◆ Your assignment:
The records appear below. Repeat them exactly.

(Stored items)
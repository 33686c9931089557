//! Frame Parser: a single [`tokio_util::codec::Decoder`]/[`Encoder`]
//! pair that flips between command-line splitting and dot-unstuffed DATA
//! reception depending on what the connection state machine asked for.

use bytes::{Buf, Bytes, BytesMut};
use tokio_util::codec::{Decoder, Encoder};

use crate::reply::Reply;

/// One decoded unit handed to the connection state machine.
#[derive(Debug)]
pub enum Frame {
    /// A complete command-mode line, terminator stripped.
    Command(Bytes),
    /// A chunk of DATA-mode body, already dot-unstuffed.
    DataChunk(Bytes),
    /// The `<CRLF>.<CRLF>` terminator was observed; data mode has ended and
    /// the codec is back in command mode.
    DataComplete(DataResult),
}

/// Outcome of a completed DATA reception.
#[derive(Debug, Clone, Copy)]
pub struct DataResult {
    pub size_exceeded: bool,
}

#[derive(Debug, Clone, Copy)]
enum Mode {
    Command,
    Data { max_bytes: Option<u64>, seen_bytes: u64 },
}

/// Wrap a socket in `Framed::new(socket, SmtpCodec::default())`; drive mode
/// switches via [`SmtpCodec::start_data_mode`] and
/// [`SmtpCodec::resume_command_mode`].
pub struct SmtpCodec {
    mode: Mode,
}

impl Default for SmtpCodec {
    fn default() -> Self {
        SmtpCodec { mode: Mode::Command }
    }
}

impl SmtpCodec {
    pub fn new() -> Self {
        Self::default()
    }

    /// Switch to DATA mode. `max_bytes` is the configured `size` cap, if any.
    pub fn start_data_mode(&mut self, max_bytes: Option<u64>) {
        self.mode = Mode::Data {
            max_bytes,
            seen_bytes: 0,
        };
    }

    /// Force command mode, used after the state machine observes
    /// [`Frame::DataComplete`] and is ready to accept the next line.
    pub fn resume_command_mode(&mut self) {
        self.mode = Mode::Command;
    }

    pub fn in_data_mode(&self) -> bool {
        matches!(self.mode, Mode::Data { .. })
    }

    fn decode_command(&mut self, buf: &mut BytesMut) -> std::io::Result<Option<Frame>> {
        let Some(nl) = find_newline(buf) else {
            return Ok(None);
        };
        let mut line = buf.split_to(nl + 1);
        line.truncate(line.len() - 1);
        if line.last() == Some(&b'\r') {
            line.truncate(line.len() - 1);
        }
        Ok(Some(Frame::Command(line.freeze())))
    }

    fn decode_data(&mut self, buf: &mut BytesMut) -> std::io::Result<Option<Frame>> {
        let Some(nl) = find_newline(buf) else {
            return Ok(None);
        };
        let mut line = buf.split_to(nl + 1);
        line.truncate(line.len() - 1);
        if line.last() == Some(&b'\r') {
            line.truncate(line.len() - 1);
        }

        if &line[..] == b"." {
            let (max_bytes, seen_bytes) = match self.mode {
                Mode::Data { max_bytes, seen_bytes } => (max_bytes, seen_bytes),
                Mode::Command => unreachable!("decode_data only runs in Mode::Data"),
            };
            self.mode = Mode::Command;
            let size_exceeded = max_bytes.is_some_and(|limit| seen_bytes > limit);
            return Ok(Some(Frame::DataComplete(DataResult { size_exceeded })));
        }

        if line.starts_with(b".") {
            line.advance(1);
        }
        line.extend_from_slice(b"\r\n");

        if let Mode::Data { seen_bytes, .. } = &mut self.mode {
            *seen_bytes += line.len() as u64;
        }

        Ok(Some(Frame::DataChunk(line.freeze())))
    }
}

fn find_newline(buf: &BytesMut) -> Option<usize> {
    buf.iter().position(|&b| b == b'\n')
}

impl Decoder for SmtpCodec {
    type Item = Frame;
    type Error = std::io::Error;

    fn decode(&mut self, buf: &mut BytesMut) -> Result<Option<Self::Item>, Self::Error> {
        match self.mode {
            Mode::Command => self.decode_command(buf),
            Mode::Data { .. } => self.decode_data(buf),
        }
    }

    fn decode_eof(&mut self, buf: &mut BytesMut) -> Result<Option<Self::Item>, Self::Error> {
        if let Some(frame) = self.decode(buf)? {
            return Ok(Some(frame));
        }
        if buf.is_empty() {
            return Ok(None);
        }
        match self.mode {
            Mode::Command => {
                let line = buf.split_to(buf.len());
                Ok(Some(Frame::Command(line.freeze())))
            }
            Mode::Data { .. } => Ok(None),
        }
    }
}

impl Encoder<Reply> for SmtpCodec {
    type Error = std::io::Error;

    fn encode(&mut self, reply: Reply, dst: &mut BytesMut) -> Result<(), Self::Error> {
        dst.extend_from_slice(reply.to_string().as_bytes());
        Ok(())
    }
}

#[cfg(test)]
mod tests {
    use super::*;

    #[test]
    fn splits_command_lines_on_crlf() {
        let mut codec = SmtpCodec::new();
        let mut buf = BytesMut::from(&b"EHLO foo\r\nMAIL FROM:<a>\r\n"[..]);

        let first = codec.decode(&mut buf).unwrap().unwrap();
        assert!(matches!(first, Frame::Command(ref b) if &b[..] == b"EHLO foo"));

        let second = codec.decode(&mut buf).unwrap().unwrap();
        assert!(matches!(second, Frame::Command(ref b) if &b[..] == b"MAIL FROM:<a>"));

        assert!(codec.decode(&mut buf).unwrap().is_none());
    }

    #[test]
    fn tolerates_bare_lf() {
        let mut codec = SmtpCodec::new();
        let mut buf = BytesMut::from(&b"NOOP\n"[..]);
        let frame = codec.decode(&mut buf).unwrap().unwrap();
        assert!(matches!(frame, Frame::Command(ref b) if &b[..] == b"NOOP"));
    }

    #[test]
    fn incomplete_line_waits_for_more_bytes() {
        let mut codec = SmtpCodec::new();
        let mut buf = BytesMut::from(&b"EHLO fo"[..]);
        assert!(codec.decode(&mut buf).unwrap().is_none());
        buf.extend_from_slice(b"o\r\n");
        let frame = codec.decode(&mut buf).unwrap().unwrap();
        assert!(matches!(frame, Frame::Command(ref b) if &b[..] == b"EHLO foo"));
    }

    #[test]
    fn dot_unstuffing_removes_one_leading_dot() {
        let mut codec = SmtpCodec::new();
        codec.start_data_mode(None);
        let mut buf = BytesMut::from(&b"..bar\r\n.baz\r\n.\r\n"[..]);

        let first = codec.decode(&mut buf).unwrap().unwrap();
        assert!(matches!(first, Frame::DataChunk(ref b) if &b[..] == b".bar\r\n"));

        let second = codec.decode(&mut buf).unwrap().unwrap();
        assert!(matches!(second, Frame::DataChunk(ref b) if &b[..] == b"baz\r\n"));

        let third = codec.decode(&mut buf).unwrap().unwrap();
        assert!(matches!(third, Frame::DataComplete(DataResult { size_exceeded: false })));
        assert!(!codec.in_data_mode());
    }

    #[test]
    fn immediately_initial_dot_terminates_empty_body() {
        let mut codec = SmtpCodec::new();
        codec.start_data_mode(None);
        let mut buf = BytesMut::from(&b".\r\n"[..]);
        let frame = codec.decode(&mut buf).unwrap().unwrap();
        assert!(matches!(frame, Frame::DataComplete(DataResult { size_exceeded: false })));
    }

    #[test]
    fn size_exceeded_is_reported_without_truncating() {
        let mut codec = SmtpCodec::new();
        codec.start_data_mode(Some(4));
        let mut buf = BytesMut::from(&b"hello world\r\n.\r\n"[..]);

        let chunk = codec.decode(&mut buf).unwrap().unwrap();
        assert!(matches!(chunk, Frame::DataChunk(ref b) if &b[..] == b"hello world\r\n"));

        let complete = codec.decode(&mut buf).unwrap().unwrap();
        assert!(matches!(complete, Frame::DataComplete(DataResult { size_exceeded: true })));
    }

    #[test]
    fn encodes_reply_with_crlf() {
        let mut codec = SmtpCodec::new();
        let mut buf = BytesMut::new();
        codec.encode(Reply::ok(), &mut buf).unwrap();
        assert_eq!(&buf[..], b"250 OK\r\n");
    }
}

◆ Task answer:
repository 33686c9931089557
//! Frame Parser: a single [`tokio_util::codec::Decoder`]/[`Encoder`]
//! pair that flips between command-line splitting and dot-unstuffed DATA
//! reception depending on what the connection state machine asked for.

use bytes::{Buf, Bytes, BytesMut};
use tokio_util::codec::{Decoder, Encoder};

use crate::reply::Reply;

/// One decoded unit handed to the connection state machine.
#[derive(Debug)]
pub enum Frame {
    /// A complete command-mode line, terminator stripped.
    Command(Bytes),
    /// A chunk of DATA-mode body, already dot-unstuffed.
    DataChunk(Bytes),
    /// The `<CRLF>.<CRLF>` terminator was observed; data mode has ended and
    /// the codec is back in command mode.
    DataComplete(DataResult),
}

/// Outcome of a completed DATA reception.
#[derive(Debug, Clone, Copy)]
pub struct DataResult {
    pub size_exceeded: bool,
}

#[derive(Debug, Clone, Copy)]
enum Mode {
    Command,
    Data { max_bytes: Option<u64>, seen_bytes: u64 },
}

/// Wrap a socket in `Framed::new(socket, SmtpCodec::default())`; drive mode
/// switches via [`SmtpCodec::start_data_mode`] and
/// [`SmtpCodec::resume_command_mode`].
pub struct SmtpCodec {
    mode: Mode,
}

impl Default for SmtpCodec {
    fn default() -> Self {
        SmtpCodec { mode: Mode::Command }
    }
}

impl SmtpCodec {
    pub fn new() -> Self {
        Self::default()
    }

    /// Switch to DATA mode. `max_bytes` is the configured `size` cap, if any.
    pub fn start_data_mode(&mut self, max_bytes: Option<u64>) {
        self.mode = Mode::Data {
            max_bytes,
            seen_bytes: 0,
        };
    }

    /// Force command mode, used after the state machine observes
    /// [`Frame::DataComplete`] and is ready to accept the next line.
    pub fn resume_command_mode(&mut self) {
        self.mode = Mode::Command;
    }

    pub fn in_data_mode(&self) -> bool {
        matches!(self.mode, Mode::Data { .. })
    }

    fn decode_command(&mut self, buf: &mut BytesMut) -> std::io::Result<Option<Frame>> {
        let Some(nl) = find_newline(buf) else {
            return Ok(None);
        };
        let mut line = buf.split_to(nl + 1);
        line.truncate(line.len() - 1);
        if line.last() == Some(&b'\r') {
            line.truncate(line.len() - 1);
        }
        Ok(Some(Frame::Command(line.freeze())))
    }

    fn decode_data(&mut self, buf: &mut BytesMut) -> std::io::Result<Option<Frame>> {
        let Some(nl) = find_newline(buf) else {
            return Ok(None);
        };
        let mut line = buf.split_to(nl + 1);
        line.truncate(line.len() - 1);
        if line.last() == Some(&b'\r') {
            line.truncate(line.len() - 1);
        }

        if &line[..] == b"." {
            let (max_bytes, seen_bytes) = match self.mode {
                Mode::Data { max_bytes, seen_bytes } => (max_bytes, seen_bytes),
                Mode::Command => unreachable!("decode_data only runs in Mode::Data"),
            };
            self.mode = Mode::Command;
            let size_exceeded = max_bytes.is_some_and(|limit| seen_bytes > limit);
            return Ok(Some(Frame::DataComplete(DataResult { size_exceeded })));
        }

        if line.starts_with(b".") {
            line.advance(1);
        }
        line.extend_from_slice(b"\r\n");

        if let Mode::Data { seen_bytes, .. } = &mut self.mode {
            *seen_bytes += line.len() as u64;
        }

        Ok(Some(Frame::DataChunk(line.freeze())))
    }
}

fn find_newline(buf: &BytesMut) -> Option<usize> {
    buf.iter().position(|&b| b == b'\n')
}

impl Decoder for SmtpCodec {
    type Item = Frame;
    type Error = std::io::Error;

    fn decode(&mut self, buf: &mut BytesMut) -> Result<Option<Self::Item>, Self::Error> {
        match self.mode {
            Mode::Command => self.decode_command(buf),
            Mode::Data { .. } => self.decode_data(buf),
        }
    }

    fn decode_eof(&mut self, buf: &mut BytesMut) -> Result<Option<Self::Item>, Self::Error> {
        if let Some(frame) = self.decode(buf)? {
            return Ok(Some(frame));
        }
        if buf.is_empty() {
            return Ok(None);
        }
        match self.mode {
            Mode::Command => {
                let line = buf.split_to(buf.len());
                Ok(Some(Frame::Command(line.freeze())))
            }
            Mode::Data { .. } => Ok(None),
        }
    }
}

impl Encoder<Reply> for SmtpCodec {
    type Error = std::io::Error;

    fn encode(&mut self, reply: Reply, dst: &mut BytesMut) -> Result<(), Self::Error> {
        dst.extend_from_slice(reply.to_string().as_bytes());
        Ok(())
    }
}

#[cfg(test)]
mod tests {
    use super::*;

    #[test]
    fn splits_command_lines_on_crlf() {
        let mut codec = SmtpCodec::new();
        let mut buf = BytesMut::from(&b"EHLO foo\r\nMAIL FROM:<a>\r\n"[..]);

        let first = codec.decode(&mut buf).unwrap().unwrap();
        assert!(matches!(first, Frame::Command(ref b) if &b[..] == b"EHLO foo"));

        let second = codec.decode(&mut buf).unwrap().unwrap();
        assert!(matches!(second, Frame::Command(ref b) if &b[..] == b"MAIL FROM:<a>"));

        assert!(codec.decode(&mut buf).unwrap().is_none());
    }

    #[test]
    fn tolerates_bare_lf() {
        let mut codec = SmtpCodec::new();
        let mut buf = BytesMut::from(&b"NOOP\n"[..]);
        let frame = codec.decode(&mut buf).unwrap().unwrap();
        assert!(matches!(frame, Frame::Command(ref b) if &b[..] == b"NOOP"));
    }

    #[test]
    fn incomplete_line_waits_for_more_bytes() {
        let mut codec = SmtpCodec::new();
        let mut buf = BytesMut::from(&b"EHLO fo"[..]);
        assert!(codec.decode(&mut buf).unwrap().is_none());
        buf.extend_from_slice(b"o\r\n");
        let frame = codec.decode(&mut buf).unwrap().unwrap();
        assert!(matches!(frame, Frame::Command(ref b) if &b[..] == b"EHLO foo"));
    }

    #[test]
    fn dot_unstuffing_removes_one_leading_dot() {
        let mut codec = SmtpCodec::new();
        codec.start_data_mode(None);
        let mut buf = BytesMut::from(&b"..bar\r\n.baz\r\n.\r\n"[..]);

        let first = codec.decode(&mut buf).unwrap().unwrap();
        assert!(matches!(first, Frame::DataChunk(ref b) if &b[..] == b".bar\r\n"));

        let second = codec.decode(&mut buf).unwrap().unwrap();
        assert!(matches!(second, Frame::DataChunk(ref b) if &b[..] == b"baz\r\n"));

        let third = codec.decode(&mut buf).unwrap().unwrap();
        assert!(matches!(third, Frame::DataComplete(DataResult { size_exceeded: false })));
        assert!(!codec.in_data_mode());
    }

    #[test]
    fn immediately_initial_dot_terminates_empty_body() {
        let mut codec = SmtpCodec::new();
        codec.start_data_mode(None);
        let mut buf = BytesMut::from(&b".\r\n"[..]);
        let frame = codec.decode(&mut buf).unwrap().unwrap();
        assert!(matches!(frame, Frame::DataComplete(DataResult { size_exceeded: false })));
    }

    #[test]
    fn size_exceeded_is_reported_without_truncating() {
        let mut codec = SmtpCodec::new();
        codec.start_data_mode(Some(4));
        let mut buf = BytesMut::from(&b"hello world\r\n.\r\n"[..]);

        let chunk = codec.decode(&mut buf).unwrap().unwrap();
        assert!(matches!(chunk, Frame::DataChunk(ref b) if &b[..] == b"hello world\r\n"));

        let complete = codec.decode(&mut buf).unwrap().unwrap();
        assert!(matches!(complete, Frame::DataComplete(DataResult { size_exceeded: true })));
    }

    #[test]
    fn encodes_reply_with_crlf() {
        let mut codec = SmtpCodec::new();
        let mut buf = BytesMut::new();
        codec.encode(Reply::ok(), &mut buf).unwrap();
        assert_eq!(&buf[..], b"250 OK\r\n");
    }
}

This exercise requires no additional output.